_PROVIDED RECORDS_.

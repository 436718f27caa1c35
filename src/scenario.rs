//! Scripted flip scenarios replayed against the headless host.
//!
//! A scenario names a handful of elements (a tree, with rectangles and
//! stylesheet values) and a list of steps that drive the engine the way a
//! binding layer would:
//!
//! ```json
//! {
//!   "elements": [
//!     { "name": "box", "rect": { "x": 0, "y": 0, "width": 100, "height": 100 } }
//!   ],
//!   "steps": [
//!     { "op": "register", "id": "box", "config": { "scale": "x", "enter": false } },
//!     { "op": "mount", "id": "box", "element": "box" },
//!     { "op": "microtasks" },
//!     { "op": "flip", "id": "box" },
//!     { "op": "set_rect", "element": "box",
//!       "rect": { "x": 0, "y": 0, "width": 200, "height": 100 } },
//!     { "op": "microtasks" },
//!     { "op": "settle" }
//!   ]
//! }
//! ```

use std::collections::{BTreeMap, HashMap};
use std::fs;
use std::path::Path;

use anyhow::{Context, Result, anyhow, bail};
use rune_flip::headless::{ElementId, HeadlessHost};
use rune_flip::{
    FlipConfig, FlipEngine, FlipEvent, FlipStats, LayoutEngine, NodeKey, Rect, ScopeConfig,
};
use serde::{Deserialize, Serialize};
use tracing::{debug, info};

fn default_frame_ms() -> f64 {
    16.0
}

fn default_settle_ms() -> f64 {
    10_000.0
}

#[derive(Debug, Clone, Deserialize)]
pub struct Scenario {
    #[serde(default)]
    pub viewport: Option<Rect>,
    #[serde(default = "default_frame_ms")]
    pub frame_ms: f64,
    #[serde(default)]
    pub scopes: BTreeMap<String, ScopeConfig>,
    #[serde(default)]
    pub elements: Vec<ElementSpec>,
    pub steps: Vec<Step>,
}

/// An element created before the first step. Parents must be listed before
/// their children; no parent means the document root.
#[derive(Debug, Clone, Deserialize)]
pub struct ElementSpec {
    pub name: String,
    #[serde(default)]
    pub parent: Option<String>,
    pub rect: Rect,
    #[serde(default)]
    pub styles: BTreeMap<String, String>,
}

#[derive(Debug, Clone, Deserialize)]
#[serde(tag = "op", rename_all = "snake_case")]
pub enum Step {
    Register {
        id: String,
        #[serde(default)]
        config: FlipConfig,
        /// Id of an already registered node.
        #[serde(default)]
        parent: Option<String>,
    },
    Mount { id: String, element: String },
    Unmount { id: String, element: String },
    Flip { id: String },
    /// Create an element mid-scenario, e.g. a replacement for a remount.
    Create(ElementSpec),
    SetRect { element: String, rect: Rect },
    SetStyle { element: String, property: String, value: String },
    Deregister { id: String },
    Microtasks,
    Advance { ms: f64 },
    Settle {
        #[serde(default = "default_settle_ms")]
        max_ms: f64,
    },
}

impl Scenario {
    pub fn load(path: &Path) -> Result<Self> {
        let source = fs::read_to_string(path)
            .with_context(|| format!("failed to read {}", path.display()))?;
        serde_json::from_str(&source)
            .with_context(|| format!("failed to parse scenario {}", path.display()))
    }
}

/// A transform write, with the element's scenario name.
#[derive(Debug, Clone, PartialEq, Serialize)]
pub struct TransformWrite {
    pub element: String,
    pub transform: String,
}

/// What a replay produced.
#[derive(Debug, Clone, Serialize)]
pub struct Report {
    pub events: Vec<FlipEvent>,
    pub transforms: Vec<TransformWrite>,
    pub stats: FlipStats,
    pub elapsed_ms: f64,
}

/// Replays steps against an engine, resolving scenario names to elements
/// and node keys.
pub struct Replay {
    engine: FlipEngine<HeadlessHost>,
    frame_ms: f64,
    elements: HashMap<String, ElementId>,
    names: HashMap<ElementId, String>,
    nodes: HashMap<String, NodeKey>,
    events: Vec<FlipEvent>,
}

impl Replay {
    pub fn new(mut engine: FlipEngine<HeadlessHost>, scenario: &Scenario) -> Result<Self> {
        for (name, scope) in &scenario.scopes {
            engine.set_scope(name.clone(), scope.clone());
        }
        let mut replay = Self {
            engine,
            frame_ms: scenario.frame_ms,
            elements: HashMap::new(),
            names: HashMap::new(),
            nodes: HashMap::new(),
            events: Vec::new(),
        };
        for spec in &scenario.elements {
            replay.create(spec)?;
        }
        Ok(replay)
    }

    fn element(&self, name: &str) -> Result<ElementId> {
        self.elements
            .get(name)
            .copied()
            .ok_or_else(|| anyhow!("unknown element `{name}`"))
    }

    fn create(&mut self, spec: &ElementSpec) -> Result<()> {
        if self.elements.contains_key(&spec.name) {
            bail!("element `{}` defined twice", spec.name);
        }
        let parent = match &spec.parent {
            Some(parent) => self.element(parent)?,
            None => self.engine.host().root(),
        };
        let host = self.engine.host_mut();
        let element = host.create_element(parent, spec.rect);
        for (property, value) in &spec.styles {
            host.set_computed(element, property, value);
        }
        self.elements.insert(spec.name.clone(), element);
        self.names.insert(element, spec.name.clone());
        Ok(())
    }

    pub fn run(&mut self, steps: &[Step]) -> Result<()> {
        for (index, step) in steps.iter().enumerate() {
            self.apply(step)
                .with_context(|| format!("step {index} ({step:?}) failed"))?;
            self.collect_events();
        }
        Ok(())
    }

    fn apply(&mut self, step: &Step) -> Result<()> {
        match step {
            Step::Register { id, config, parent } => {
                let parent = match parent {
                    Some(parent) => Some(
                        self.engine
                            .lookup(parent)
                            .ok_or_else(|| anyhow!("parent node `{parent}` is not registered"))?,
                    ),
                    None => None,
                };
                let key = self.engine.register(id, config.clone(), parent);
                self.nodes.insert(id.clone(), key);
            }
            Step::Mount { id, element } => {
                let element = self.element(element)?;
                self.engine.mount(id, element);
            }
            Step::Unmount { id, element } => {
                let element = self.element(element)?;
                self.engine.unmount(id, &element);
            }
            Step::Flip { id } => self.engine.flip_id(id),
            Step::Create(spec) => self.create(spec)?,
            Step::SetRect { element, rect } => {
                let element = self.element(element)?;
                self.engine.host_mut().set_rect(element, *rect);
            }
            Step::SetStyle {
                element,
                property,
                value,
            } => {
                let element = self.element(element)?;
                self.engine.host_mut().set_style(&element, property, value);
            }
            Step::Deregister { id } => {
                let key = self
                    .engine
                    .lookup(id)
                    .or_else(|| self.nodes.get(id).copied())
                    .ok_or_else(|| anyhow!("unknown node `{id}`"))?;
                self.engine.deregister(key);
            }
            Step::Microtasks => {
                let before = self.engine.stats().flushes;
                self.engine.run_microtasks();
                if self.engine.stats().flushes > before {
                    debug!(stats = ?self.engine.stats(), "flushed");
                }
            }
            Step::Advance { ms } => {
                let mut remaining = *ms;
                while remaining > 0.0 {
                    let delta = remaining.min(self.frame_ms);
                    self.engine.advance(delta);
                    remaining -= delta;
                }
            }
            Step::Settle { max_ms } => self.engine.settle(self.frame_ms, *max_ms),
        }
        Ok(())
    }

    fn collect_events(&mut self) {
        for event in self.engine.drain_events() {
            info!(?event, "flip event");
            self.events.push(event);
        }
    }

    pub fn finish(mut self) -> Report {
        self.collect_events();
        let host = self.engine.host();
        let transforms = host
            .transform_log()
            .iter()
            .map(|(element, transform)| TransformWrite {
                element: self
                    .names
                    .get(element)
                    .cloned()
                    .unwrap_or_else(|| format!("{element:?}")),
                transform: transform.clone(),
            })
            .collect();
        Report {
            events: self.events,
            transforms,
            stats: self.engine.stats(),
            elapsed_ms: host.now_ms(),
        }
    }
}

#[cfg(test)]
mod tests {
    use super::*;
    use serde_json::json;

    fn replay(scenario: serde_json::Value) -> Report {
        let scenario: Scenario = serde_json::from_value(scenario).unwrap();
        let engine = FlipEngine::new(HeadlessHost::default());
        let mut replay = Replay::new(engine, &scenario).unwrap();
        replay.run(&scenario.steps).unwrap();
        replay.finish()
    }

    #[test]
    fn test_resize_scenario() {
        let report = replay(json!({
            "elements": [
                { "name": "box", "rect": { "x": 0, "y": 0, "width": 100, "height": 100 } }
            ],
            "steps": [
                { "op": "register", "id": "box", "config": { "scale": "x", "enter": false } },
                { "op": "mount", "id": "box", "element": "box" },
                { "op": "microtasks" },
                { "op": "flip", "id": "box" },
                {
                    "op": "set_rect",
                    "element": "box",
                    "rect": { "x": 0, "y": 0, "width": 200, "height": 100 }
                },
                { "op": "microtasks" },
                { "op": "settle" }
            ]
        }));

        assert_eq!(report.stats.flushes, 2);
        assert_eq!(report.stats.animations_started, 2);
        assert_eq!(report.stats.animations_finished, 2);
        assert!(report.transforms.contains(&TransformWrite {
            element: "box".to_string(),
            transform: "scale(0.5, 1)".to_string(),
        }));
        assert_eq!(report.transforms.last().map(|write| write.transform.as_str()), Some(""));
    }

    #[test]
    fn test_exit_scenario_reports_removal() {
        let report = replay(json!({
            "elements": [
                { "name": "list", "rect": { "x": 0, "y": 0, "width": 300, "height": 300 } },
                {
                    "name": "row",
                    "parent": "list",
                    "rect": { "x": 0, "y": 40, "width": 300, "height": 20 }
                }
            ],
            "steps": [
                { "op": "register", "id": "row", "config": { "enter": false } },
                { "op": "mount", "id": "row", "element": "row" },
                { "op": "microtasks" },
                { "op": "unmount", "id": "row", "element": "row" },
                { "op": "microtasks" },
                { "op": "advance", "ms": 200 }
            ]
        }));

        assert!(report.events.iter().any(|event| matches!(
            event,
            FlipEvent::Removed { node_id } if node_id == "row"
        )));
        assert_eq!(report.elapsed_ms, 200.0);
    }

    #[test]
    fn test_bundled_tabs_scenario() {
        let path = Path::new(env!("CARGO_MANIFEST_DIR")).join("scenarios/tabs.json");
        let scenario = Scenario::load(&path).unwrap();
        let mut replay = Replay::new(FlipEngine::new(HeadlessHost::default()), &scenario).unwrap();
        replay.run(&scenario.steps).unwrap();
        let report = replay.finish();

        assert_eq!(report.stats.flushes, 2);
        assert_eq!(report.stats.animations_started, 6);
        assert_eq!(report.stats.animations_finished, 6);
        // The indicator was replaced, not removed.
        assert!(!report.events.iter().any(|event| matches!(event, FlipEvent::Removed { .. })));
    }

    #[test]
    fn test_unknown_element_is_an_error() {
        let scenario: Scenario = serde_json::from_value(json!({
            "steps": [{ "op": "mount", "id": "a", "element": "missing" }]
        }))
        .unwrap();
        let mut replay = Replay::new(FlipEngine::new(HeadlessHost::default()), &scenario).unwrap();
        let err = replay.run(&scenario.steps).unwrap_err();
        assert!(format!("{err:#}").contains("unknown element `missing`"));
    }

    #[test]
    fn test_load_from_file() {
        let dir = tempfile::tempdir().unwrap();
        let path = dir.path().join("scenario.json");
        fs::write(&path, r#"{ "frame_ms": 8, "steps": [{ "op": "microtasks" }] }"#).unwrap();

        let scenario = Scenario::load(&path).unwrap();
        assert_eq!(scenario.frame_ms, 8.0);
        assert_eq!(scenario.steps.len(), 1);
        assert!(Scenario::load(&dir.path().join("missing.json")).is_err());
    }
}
==
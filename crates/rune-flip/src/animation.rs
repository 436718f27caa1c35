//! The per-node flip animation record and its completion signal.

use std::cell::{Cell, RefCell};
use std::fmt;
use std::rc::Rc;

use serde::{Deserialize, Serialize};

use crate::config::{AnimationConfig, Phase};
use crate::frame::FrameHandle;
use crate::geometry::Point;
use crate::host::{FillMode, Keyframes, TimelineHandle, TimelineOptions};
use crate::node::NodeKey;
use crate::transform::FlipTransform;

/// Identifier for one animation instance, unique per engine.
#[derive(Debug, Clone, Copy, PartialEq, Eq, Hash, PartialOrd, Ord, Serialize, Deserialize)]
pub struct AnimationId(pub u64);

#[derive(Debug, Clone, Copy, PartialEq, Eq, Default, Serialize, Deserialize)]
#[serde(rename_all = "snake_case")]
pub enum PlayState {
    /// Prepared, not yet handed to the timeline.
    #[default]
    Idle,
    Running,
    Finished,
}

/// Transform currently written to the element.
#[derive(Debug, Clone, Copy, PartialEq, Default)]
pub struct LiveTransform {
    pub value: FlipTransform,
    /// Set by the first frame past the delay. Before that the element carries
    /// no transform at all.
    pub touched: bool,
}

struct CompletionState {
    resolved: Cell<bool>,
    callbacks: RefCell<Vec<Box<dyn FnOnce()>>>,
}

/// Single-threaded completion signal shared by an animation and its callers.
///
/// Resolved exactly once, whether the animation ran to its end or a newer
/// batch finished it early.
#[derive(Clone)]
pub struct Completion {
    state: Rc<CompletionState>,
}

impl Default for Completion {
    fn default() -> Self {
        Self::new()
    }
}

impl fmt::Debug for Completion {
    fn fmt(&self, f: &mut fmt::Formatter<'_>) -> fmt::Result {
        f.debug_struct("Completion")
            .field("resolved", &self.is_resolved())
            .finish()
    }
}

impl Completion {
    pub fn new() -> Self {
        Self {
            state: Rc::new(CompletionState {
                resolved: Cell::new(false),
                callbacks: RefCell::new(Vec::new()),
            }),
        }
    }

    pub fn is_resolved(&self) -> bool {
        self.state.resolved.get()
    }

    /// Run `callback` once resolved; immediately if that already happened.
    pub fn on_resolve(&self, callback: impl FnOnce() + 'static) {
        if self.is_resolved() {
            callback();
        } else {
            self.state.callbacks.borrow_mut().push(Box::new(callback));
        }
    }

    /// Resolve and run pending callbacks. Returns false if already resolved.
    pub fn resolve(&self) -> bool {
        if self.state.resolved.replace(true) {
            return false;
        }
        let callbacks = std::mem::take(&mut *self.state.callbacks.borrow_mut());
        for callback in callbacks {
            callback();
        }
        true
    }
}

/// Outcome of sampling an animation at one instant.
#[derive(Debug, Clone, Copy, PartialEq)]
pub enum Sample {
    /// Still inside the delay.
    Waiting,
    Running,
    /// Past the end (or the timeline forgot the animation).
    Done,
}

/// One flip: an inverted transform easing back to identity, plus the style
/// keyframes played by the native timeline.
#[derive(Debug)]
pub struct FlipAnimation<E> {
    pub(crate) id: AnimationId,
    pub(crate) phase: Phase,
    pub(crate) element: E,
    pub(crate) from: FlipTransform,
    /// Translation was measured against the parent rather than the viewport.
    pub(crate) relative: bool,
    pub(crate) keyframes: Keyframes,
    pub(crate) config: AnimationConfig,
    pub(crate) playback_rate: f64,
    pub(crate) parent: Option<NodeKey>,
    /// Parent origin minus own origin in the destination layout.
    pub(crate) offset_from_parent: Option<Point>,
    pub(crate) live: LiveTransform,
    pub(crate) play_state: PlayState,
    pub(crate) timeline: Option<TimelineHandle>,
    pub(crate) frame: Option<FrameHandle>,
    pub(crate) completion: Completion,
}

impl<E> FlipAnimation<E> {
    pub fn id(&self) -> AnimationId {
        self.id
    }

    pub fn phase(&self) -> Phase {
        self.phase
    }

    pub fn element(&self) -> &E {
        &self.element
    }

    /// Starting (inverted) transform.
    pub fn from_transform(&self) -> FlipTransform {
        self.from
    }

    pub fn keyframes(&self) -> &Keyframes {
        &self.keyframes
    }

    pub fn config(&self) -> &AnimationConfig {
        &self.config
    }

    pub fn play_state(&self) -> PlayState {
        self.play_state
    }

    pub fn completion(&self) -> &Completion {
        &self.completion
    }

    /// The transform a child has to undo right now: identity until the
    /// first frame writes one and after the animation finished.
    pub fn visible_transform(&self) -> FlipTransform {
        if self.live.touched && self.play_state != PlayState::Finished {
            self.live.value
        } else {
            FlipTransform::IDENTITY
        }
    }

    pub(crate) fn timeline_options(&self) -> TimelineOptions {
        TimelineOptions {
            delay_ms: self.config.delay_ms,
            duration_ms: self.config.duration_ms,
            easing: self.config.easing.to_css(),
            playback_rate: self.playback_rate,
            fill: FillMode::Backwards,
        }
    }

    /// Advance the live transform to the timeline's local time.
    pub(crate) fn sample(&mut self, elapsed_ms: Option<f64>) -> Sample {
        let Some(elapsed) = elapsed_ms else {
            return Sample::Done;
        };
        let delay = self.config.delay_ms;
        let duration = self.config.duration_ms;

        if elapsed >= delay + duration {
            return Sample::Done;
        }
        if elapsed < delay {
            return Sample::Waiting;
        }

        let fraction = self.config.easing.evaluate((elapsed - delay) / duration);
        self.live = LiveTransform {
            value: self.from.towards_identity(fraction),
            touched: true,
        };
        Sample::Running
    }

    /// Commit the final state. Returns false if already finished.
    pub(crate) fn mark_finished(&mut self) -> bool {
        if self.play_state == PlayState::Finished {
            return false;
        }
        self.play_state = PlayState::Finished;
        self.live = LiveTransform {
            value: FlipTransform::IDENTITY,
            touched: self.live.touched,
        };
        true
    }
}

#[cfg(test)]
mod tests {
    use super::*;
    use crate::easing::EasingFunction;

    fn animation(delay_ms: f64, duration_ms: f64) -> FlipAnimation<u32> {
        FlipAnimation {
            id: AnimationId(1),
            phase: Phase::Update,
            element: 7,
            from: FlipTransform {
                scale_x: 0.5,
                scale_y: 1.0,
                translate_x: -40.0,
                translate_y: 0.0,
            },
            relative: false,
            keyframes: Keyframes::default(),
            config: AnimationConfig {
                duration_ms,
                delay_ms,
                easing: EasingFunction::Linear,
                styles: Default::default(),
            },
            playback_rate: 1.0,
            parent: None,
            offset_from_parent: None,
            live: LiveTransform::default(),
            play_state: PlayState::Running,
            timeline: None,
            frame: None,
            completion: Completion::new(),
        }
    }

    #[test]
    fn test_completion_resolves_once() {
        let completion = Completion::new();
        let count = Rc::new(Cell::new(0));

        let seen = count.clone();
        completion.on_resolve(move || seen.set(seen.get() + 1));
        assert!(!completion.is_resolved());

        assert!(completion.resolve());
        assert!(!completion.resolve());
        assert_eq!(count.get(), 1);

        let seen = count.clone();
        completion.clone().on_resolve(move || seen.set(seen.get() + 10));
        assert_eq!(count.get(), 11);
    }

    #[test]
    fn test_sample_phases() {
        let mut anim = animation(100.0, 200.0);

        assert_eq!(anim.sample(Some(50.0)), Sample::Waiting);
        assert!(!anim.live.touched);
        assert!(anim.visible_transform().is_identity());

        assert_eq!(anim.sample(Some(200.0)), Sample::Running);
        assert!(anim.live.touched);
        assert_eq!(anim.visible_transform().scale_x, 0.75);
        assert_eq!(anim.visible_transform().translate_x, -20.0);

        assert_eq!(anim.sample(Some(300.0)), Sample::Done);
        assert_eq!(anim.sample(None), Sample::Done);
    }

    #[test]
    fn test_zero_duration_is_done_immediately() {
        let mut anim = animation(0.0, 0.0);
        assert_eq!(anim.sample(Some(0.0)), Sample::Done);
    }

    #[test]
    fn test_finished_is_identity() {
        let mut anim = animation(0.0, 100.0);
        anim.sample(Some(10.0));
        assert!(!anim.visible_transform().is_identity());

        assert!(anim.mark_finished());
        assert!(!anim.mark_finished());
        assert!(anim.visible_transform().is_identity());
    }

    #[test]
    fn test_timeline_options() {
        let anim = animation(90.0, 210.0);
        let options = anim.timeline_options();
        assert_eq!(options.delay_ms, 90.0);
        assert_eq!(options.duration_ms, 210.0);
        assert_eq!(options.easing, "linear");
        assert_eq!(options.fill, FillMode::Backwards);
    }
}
==
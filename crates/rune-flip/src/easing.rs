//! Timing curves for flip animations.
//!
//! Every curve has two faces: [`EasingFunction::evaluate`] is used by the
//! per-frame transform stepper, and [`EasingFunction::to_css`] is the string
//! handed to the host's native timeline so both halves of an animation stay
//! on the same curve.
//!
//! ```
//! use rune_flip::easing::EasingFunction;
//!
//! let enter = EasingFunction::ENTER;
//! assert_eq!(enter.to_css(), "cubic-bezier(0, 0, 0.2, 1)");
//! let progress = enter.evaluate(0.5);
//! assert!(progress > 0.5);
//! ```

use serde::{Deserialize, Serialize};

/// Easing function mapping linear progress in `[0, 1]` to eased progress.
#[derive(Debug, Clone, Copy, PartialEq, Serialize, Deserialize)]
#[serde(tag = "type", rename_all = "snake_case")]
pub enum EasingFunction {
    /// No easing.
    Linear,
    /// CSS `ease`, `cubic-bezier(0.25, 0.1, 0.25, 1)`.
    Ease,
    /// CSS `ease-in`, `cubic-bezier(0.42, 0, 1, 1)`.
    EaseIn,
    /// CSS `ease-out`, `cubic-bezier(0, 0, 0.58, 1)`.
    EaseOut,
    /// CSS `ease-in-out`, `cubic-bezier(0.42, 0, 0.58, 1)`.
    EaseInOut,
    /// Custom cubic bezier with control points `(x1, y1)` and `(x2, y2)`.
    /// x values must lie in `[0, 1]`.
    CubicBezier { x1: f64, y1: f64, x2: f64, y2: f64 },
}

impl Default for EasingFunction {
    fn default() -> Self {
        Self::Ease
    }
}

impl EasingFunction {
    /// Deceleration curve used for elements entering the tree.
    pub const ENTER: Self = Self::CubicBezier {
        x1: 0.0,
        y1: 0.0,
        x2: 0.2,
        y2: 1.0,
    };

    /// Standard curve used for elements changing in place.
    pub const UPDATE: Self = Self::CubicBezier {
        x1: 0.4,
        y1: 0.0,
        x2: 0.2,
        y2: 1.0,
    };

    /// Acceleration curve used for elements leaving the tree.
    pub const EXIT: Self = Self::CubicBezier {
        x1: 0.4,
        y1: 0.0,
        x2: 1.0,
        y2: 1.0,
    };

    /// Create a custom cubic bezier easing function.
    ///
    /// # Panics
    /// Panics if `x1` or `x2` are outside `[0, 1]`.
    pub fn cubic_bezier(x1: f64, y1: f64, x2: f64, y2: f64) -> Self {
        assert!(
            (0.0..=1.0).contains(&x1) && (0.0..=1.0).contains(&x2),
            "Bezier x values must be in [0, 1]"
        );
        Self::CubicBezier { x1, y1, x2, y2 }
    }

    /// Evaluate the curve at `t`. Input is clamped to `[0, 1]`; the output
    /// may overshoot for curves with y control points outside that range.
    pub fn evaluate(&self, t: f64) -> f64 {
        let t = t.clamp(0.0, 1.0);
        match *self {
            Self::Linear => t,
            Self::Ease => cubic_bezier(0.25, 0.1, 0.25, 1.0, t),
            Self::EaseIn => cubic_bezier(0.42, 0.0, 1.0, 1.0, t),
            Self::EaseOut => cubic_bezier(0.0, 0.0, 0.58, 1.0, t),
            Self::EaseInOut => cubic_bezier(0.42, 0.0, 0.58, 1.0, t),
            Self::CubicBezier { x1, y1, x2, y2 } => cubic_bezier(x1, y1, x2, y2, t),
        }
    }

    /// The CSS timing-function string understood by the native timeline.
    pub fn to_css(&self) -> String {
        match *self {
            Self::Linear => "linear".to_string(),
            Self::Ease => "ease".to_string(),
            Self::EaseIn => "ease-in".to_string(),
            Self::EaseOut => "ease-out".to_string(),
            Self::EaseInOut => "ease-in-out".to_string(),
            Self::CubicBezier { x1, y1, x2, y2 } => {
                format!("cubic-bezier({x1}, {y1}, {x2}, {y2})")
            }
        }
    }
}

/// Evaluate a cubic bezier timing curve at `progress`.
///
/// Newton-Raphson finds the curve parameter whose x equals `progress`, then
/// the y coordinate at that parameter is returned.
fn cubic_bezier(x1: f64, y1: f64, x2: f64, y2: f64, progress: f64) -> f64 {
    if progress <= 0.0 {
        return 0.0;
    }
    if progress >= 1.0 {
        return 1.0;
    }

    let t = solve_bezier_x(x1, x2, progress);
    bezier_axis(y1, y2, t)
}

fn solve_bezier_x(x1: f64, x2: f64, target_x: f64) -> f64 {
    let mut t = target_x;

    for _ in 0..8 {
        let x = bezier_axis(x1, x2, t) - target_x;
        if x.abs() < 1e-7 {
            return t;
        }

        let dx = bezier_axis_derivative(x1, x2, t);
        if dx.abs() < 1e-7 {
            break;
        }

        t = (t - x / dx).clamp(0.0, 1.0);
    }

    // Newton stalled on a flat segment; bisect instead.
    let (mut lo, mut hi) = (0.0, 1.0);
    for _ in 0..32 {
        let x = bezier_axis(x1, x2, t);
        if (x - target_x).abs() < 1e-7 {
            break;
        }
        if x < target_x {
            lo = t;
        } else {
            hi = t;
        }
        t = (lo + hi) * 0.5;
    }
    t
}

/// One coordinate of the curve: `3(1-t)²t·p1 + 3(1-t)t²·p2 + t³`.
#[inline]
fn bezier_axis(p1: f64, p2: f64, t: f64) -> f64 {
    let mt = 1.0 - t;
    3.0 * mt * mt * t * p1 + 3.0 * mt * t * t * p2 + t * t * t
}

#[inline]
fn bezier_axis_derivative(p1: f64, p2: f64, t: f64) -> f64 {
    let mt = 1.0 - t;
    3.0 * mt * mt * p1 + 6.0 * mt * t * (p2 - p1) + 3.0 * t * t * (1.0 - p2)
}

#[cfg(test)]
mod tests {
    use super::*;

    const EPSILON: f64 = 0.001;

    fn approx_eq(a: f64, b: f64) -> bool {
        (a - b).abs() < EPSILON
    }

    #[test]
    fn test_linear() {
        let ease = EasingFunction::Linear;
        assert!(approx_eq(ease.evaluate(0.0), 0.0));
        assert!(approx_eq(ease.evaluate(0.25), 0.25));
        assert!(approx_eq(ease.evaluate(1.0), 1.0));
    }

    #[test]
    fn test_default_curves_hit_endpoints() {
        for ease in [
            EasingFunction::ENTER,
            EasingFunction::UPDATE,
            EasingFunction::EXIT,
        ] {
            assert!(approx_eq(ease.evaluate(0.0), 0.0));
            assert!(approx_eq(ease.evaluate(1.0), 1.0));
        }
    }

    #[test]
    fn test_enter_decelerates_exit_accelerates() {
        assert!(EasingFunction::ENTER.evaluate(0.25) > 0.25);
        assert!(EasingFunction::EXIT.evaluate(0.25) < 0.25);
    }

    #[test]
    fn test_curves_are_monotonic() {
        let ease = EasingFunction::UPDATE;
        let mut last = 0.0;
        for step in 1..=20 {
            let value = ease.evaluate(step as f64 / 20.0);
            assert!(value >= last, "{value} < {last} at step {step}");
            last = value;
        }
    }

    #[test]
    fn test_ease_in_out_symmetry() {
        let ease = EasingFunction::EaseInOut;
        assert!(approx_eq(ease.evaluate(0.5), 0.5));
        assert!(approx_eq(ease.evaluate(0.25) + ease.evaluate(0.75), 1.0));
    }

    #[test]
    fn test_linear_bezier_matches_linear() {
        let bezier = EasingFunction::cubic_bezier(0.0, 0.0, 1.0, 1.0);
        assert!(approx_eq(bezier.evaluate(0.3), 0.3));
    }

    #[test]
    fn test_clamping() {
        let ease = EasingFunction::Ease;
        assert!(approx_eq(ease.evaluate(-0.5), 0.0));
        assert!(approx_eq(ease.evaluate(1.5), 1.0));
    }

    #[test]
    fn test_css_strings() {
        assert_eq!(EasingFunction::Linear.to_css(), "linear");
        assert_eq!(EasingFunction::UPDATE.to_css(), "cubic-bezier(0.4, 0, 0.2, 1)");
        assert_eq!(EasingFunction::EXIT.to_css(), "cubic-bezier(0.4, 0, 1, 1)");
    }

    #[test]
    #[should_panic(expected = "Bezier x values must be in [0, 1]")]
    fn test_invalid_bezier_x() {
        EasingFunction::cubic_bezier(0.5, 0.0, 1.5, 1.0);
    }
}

_PROBLEM DETAILS_. Gather each line from the listing above that holds "values".

_FINAL ANSWER_.
//! stylesheet values) and a list of steps that drive the engine the way a
    /// x values must lie in `[0, 1]`.
            "Bezier x values must be in [0, 1]"
    #[should_panic(expected = "Bezier x values must be in [0, 1]")]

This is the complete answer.